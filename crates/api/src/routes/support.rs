//! Route definitions for the `/support` resource.

use axum::routing::{get, post};
use axum::Router;

use crate::handlers::support;
use crate::state::AppState;

/// Routes mounted at `/support`.
///
/// ```text
/// GET    /               -> list
/// POST   /               -> create (open a ticket)
/// GET    /{id}           -> get_by_id (ticket + thread)
/// POST   /{id}/replies   -> add_reply
/// POST   /{id}/close     -> close (admin)
/// ```
pub fn router() -> Router<AppState> {
    Router::new()
        .route("/", get(support::list).post(support::create))
        .route("/{id}", get(support::get_by_id))
        .route("/{id}/replies", post(support::add_reply))
        .route("/{id}/close", post(support::close))
}
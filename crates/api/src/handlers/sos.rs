//! Handlers for the `/sos` resource.
//!
//! SOS alerts are urgent calls for help. Raising one immediately fans
//! out to the project's security staff and admins; security acknowledges
//! and resolves.

use axum::extract::{Path, Query, State};
use axum::http::StatusCode;
use axum::Json;
use serde_json::json;
use veranda_core::audit::{ACTION_SOS_ACKNOWLEDGE, ACTION_SOS_RAISE, ACTION_SOS_RESOLVE};
use veranda_core::error::CoreError;
use veranda_core::pagination::{clamp_limit, clamp_offset};
use veranda_core::roles::{ROLE_ADMIN, ROLE_RESIDENT, ROLE_SECURITY};
use veranda_core::types::DbId;
use veranda_db::models::sos::{CreateSosAlert, SosAlert};
use veranda_db::repositories::{SosRepo, UserRepo};

use crate::audit;
use crate::error::{AppError, AppResult};
use crate::middleware::auth::AuthUser;
use crate::middleware::rbac::{RequireAuth, RequireSecurity};
use crate::query::ScopedStatusListParams;
use crate::response::ApiResponse;
use crate::state::AppState;

/// POST /api/v1/sos
///
/// Raise an alert. Security staff and admins of the project are notified
/// immediately. 201 Created.
pub async fn create(
    State(state): State<AppState>,
    RequireAuth(user): RequireAuth,
    Json(input): Json<CreateSosAlert>,
) -> AppResult<(StatusCode, Json<ApiResponse<SosAlert>>)> {
    let project_id = user.project_scope(None)?;
    if input.alert_type.trim().is_empty() {
        return Err(AppError::Core(CoreError::Validation(
            "Alert type is required".into(),
        )));
    }

    let unit_id = UserRepo::find_by_id(&state.pool, user.user_id)
        .await?
        .and_then(|u| u.unit_id);

    let alert = SosRepo::create(&state.pool, project_id, unit_id, user.user_id, &input).await?;
    audit::record(
        &state.pool,
        &user,
        ACTION_SOS_RAISE,
        "sos_alert",
        Some(alert.id),
        Some(json!({ "alert_type": alert.alert_type })),
    )
    .await;

    let body = match &alert.message {
        Some(msg) => format!("{} alert: {}", alert.alert_type, msg),
        None => format!("{} alert raised.", alert.alert_type),
    };
    for role in [ROLE_SECURITY, ROLE_ADMIN] {
        if let Err(err) = state
            .notifier
            .notify_project_role(project_id, role, "sos", "SOS alert", &body)
            .await
        {
            tracing::error!(error = %err, role, "SOS fan-out failed");
        }
    }

    Ok((StatusCode::CREATED, Json(ApiResponse::new(alert))))
}

/// GET /api/v1/sos
pub async fn list(
    State(state): State<AppState>,
    RequireAuth(user): RequireAuth,
    Query(params): Query<ScopedStatusListParams>,
) -> AppResult<Json<ApiResponse<Vec<SosAlert>>>> {
    let project_id = user.project_scope(params.project_id)?;
    let mut alerts = SosRepo::list_by_project(
        &state.pool,
        project_id,
        params.status.as_deref(),
        clamp_limit(params.limit),
        clamp_offset(params.offset),
    )
    .await?;

    if user.role == ROLE_RESIDENT {
        alerts.retain(|a| a.raised_by == user.user_id);
    }
    Ok(Json(ApiResponse::new(alerts)))
}

/// GET /api/v1/sos/{id}
pub async fn get_by_id(
    State(state): State<AppState>,
    RequireAuth(user): RequireAuth,
    Path(id): Path<DbId>,
) -> AppResult<Json<ApiResponse<SosAlert>>> {
    let alert = find_scoped_alert(&state, &user, id).await?;
    Ok(Json(ApiResponse::new(alert)))
}

/// POST /api/v1/sos/{id}/acknowledge
pub async fn acknowledge(
    State(state): State<AppState>,
    RequireSecurity(guard): RequireSecurity,
    Path(id): Path<DbId>,
) -> AppResult<Json<ApiResponse<SosAlert>>> {
    find_scoped_alert(&state, &guard, id).await?;

    let alert = SosRepo::acknowledge(&state.pool, id, guard.user_id)
        .await?
        .ok_or_else(|| AppError::Core(CoreError::Conflict("Alert is not active".into())))?;
    audit::record(
        &state.pool,
        &guard,
        ACTION_SOS_ACKNOWLEDGE,
        "sos_alert",
        Some(id),
        None,
    )
    .await;
    Ok(Json(ApiResponse::new(alert)))
}

/// POST /api/v1/sos/{id}/resolve
pub async fn resolve(
    State(state): State<AppState>,
    RequireSecurity(guard): RequireSecurity,
    Path(id): Path<DbId>,
) -> AppResult<Json<ApiResponse<SosAlert>>> {
    find_scoped_alert(&state, &guard, id).await?;

    let alert = SosRepo::resolve(&state.pool, id)
        .await?
        .ok_or_else(|| AppError::Core(CoreError::Conflict("Alert is already resolved".into())))?;
    audit::record(
        &state.pool,
        &guard,
        ACTION_SOS_RESOLVE,
        "sos_alert",
        Some(id),
        None,
    )
    .await;
    Ok(Json(ApiResponse::new(alert)))
}

/// Fetch an alert and verify scope. Residents may only see their own.
async fn find_scoped_alert(state: &AppState, user: &AuthUser, id: DbId) -> AppResult<SosAlert> {
    let alert = SosRepo::find_by_id(&state.pool, id)
        .await?
        .ok_or(AppError::Core(CoreError::NotFound {
            entity: "SOS alert",
            id,
        }))?;
    user.check_project(alert.project_id)?;

    if user.role == ROLE_RESIDENT && alert.raised_by != user.user_id {
        return Err(AppError::Core(CoreError::Forbidden(
            "Alert was raised by another user".into(),
        )));
    }
    Ok(alert)
}
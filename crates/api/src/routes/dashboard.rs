//! Route definition for the admin dashboard.

use axum::routing::get;
use axum::Router;

use crate::handlers::dashboard;
use crate::state::AppState;

/// Routes mounted at `/dashboard`.
///
/// ```text
/// GET / -> summary (admin)
/// ```
pub fn router() -> Router<AppState> {
    Router::new().route("/", get(dashboard::summary))
}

============================================================

◆ Task requirements ◆
Wherever the string "CoreError" occurs in the listing, return the line it sits on.

◆ Written answer ◆
use veranda_core::error::CoreError;
        return Err(AppError::Core(CoreError::Validation(
        .ok_or_else(|| AppError::Core(CoreError::Conflict("Alert is not active".into())))?;
        .ok_or_else(|| AppError::Core(CoreError::Conflict("Alert is already resolved".into())))?;
        .ok_or(AppError::Core(CoreError::NotFound {
        return Err(AppError::Core(CoreError::Forbidden(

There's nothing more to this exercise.